Scan the lines below for the string "engine" and copy every one that has it.

[Stored data]
════════════════

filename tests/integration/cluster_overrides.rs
use super::support::inventory;
use reclass_meta::cluster::{RemoveOutcome, SetOutcome};
use reclass_meta::OverrideScope;
use serde_yaml::Value;
use tempfile::TempDir;

#[test]
fn test_set_reports_unchanged_then_updated() {
    let temp = TempDir::new().unwrap();
    let inventory = inventory(&temp);
    let scope = OverrideScope::cluster("edge");
    let clusters = inventory.clusters();

    assert!(clusters.set("k", Value::from("v1"), &scope).unwrap().changed());
    let again = clusters.set("k", Value::from("v1"), &scope).unwrap();
    assert!(!again.changed());
    assert_eq!(
        clusters.set("k", Value::from("v2"), &scope).unwrap(),
        SetOutcome::Updated {
            old: Value::from("v1"),
            new: Value::from("v2")
        }
    );
}

#[test]
fn test_override_file_shape() {
    let temp = TempDir::new().unwrap();
    let inventory = inventory(&temp);
    let scope = OverrideScope::new("edge", "site.yml");
    inventory
        .clusters()
        .set("ntp", Value::from("pool.ntp.org"), &scope)
        .unwrap();

    let file = temp.path().join("classes/cluster/edge/site.yml");
    let document: Value = serde_yaml::from_str(&std::fs::read_to_string(file).unwrap()).unwrap();
    assert_eq!(
        document["parameters"]["_param"]["ntp"],
        Value::from("pool.ntp.org")
    );
}

#[test]
fn test_scopes_are_independent() {
    let temp = TempDir::new().unwrap();
    let inventory = inventory(&temp);
    let lab = OverrideScope::cluster("lab");
    let prod = OverrideScope::cluster("prod");

    inventory.clusters().set("k", Value::from(1), &lab).unwrap();
    assert_eq!(inventory.clusters().get("k", &prod).unwrap(), None);
    assert_eq!(
        inventory.clusters().delete("k", &prod).unwrap(),
        RemoveOutcome::NotFound
    );
    assert_eq!(inventory.clusters().list(&lab).unwrap().len(), 1);
}
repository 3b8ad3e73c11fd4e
//! Dynamic node classification.
//!
//! A class mapping is a set of named rules. Each rule carries an expression
//! evaluated against node attributes and generators for the classes, node
//! parameters and cluster parameters it contributes when it matches.

pub mod condition;
pub mod engine;
pub mod request;
pub mod rule;

pub use condition::{evaluate_condition, Expression, Operator};
pub use engine::{evaluate_rules, Classifier};
pub use request::{ClassificationRequest, ClassificationResult, ClusterParamOutcome};
pub use rule::{ClassGenerator, ClassMapping, ClassMappingRule, Generated, ParamGenerator};
//! Per-key locking for inventory records
//!
//! Record files have no cross-record transactions, so callers that share a
//! store serialize writes per node identity or per override file. Lookups on
//! one key take a shared lock; mutations take the exclusive one.

use parking_lot::RwLock;
use std::collections::HashMap;
use std::sync::Arc;

/// Lazily created read-write lock per string key.
pub struct KeyedLockManager {
    locks: RwLock<HashMap<String, Arc<RwLock<()>>>>,
}

impl KeyedLockManager {
    pub fn new() -> Self {
        Self {
            locks: RwLock::new(HashMap::new()),
        }
    }

    /// Get or create the lock guarding `key`.
    pub fn get_lock(&self, key: &str) -> Arc<RwLock<()>> {
        {
            let map = self.locks.read();
            if let Some(lock) = map.get(key) {
                return lock.clone();
            }
        }

        // Another thread may have inserted between the two acquisitions.
        let mut map = self.locks.write();
        map.entry(key.to_string())
            .or_insert_with(|| Arc::new(RwLock::new(())))
            .clone()
    }

    /// Number of keys that have been locked at least once.
    pub fn len(&self) -> usize {
        self.locks.read().len()
    }

    pub fn is_empty(&self) -> bool {
        self.len() == 0
    }
}

impl Default for KeyedLockManager {
    fn default() -> Self {
        Self::new()
    }
}
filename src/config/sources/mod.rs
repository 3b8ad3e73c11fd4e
pub mod environment;
pub mod global_file;
//! Rule conditions: `LEFT__OP__RIGHT` predicates over rendered templates.

use crate::error::ApiError;
use crate::template::{is_identifier, substitute};
use crate::types::{value_to_string, Attributes};
use serde::{Deserialize, Serialize};
use std::str::FromStr;

/// Sentinel expression that always matches.
pub const MATCH_ALL: &str = "all";

/// Token separating the parts of a condition.
pub const CONDITION_SEPARATOR: &str = "__";

/// A rule expression: one condition or a list that must all hold.
#[derive(Debug, Clone, PartialEq, Eq, Serialize, Deserialize)]
#[serde(untagged)]
pub enum Expression {
    Single(String),
    All(Vec<String>),
}

impl Default for Expression {
    fn default() -> Self {
        Expression::All(Vec::new())
    }
}

impl From<&str> for Expression {
    fn from(value: &str) -> Self {
        Expression::Single(value.to_string())
    }
}

impl From<Vec<&str>> for Expression {
    fn from(values: Vec<&str>) -> Self {
        Expression::All(values.into_iter().map(str::to_string).collect())
    }
}

impl Expression {
    pub fn conditions(&self) -> &[String] {
        match self {
            Expression::Single(s) => std::slice::from_ref(s),
            Expression::All(list) => list,
        }
    }

    /// Evaluate every condition against `attributes`; true iff all hold.
    ///
    /// Every condition is evaluated so an unsupported operator late in the
    /// list still surfaces as an error. An empty expression is true.
    pub fn evaluate(&self, attributes: &Attributes) -> Result<bool, ApiError> {
        let mut matched = true;
        for condition in self.conditions() {
            matched &= evaluate_condition(condition, attributes)?;
        }
        Ok(matched)
    }
}

/// Supported comparison operators.
#[derive(Debug, Clone, Copy, PartialEq, Eq)]
pub enum Operator {
    StartsWith,
    Equals,
}

impl FromStr for Operator {
    type Err = ApiError;

    fn from_str(s: &str) -> Result<Self, Self::Err> {
        match s {
            "startswith" => Ok(Operator::StartsWith),
            "equals" => Ok(Operator::Equals),
            other => Err(ApiError::UnsupportedCondition(format!(
                "Unknown operator '{}'. Must be startswith or equals",
                other
            ))),
        }
    }
}

impl Operator {
    pub fn apply(self, left: &str, right: &str) -> bool {
        match self {
            Operator::StartsWith => left.starts_with(right),
            Operator::Equals => left == right,
        }
    }
}

/// Render one condition template and evaluate it.
///
/// A bare LEFT side that names an attribute (`role__equals__web`) resolves to
/// that attribute's value. A LEFT produced by substitution
/// (`<<role>>__equals__web`) is compared as rendered.
pub fn evaluate_condition(template: &str, attributes: &Attributes) -> Result<bool, ApiError> {
    let bare_left = template
        .split(CONDITION_SEPARATOR)
        .next()
        .filter(|left| is_identifier(left));
    let rendered = substitute(template, attributes);
    if rendered.is_empty() || rendered == MATCH_ALL {
        return Ok(true);
    }

    let mut parts = rendered.splitn(3, CONDITION_SEPARATOR);
    let (left, op, right) = match (parts.next(), parts.next(), parts.next()) {
        (Some(left), Some(op), Some(right)) => (left, op, right),
        _ => {
            return Err(ApiError::UnsupportedCondition(format!(
                "Condition '{}' is not of the form LEFT__OP__RIGHT",
                rendered
            )))
        }
    };

    let operator = op.parse::<Operator>()?;
    let left = match bare_left.and_then(|name| attributes.get(name)) {
        Some(value) => value_to_string(value),
        None => left.to_string(),
    };
    let result = operator.apply(&left, right);
    tracing::debug!(condition = %rendered, result, "Evaluated condition");
    Ok(result)
}
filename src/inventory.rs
//! Inventory: wires the YAML repositories, stores and classifier for one
//! inventory root.

use crate::classify::{ClassificationRequest, ClassificationResult, Classifier};
use crate::cluster::{ClusterMetadataStore, OverrideScope, YamlOverrideRepository};
use crate::config::{ClassificationConfig, ReclassConfig};
use crate::error::ApiError;
use crate::node::{NodeMetadataStore, YamlNodeRepository};
use std::path::{Path, PathBuf};
use std::sync::Arc;

pub struct Inventory {
    nodes_dir: PathBuf,
    classes_dir: PathBuf,
    nodes: Arc<NodeMetadataStore>,
    clusters: Arc<ClusterMetadataStore>,
    classifier: Classifier,
}

impl Inventory {
    /// Open the inventory described by `config`; relative directories are
    /// resolved against `root`.
    pub fn from_config(config: &ReclassConfig, root: &Path) -> Self {
        let (nodes_dir, classes_dir) = config.storage.resolve_paths(root);
        Self::open(nodes_dir, classes_dir, config.classification.clone())
    }

    pub fn open(
        nodes_dir: impl Into<PathBuf>,
        classes_dir: impl Into<PathBuf>,
        classification: ClassificationConfig,
    ) -> Self {
        let nodes_dir = nodes_dir.into();
        let classes_dir = classes_dir.into();
        let nodes = Arc::new(NodeMetadataStore::new(Arc::new(YamlNodeRepository::new(
            &nodes_dir,
        ))));
        let clusters = Arc::new(ClusterMetadataStore::new(Arc::new(
            YamlOverrideRepository::new(&classes_dir),
        )));
        let classifier = Classifier::new(nodes.clone(), clusters.clone(), classification);
        tracing::debug!(
            nodes_dir = %nodes_dir.display(),
            classes_dir = %classes_dir.display(),
            "Opened inventory"
        );
        Self {
            nodes_dir,
            classes_dir,
            nodes,
            clusters,
            classifier,
        }
    }

    pub fn nodes_dir(&self) -> &Path {
        &self.nodes_dir
    }

    pub fn classes_dir(&self) -> &Path {
        &self.classes_dir
    }

    pub fn nodes(&self) -> &NodeMetadataStore {
        &self.nodes
    }

    pub fn clusters(&self) -> &ClusterMetadataStore {
        &self.clusters
    }

    pub fn classifier(&self) -> &Classifier {
        &self.classifier
    }

    /// Override scope cluster parameters from classification are written to.
    pub fn classification_scope(&self) -> OverrideScope {
        let config = self.classifier.config();
        OverrideScope::new(config.cluster.clone(), config.override_file.clone())
    }

    pub fn classify(
        &self,
        request: &ClassificationRequest,
    ) -> Result<ClassificationResult, ApiError> {
        self.classifier.classify_request(request)
    }
}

════════════════

▸ Final answer:
pub mod engine;
pub use engine::{evaluate_rules, Classifier};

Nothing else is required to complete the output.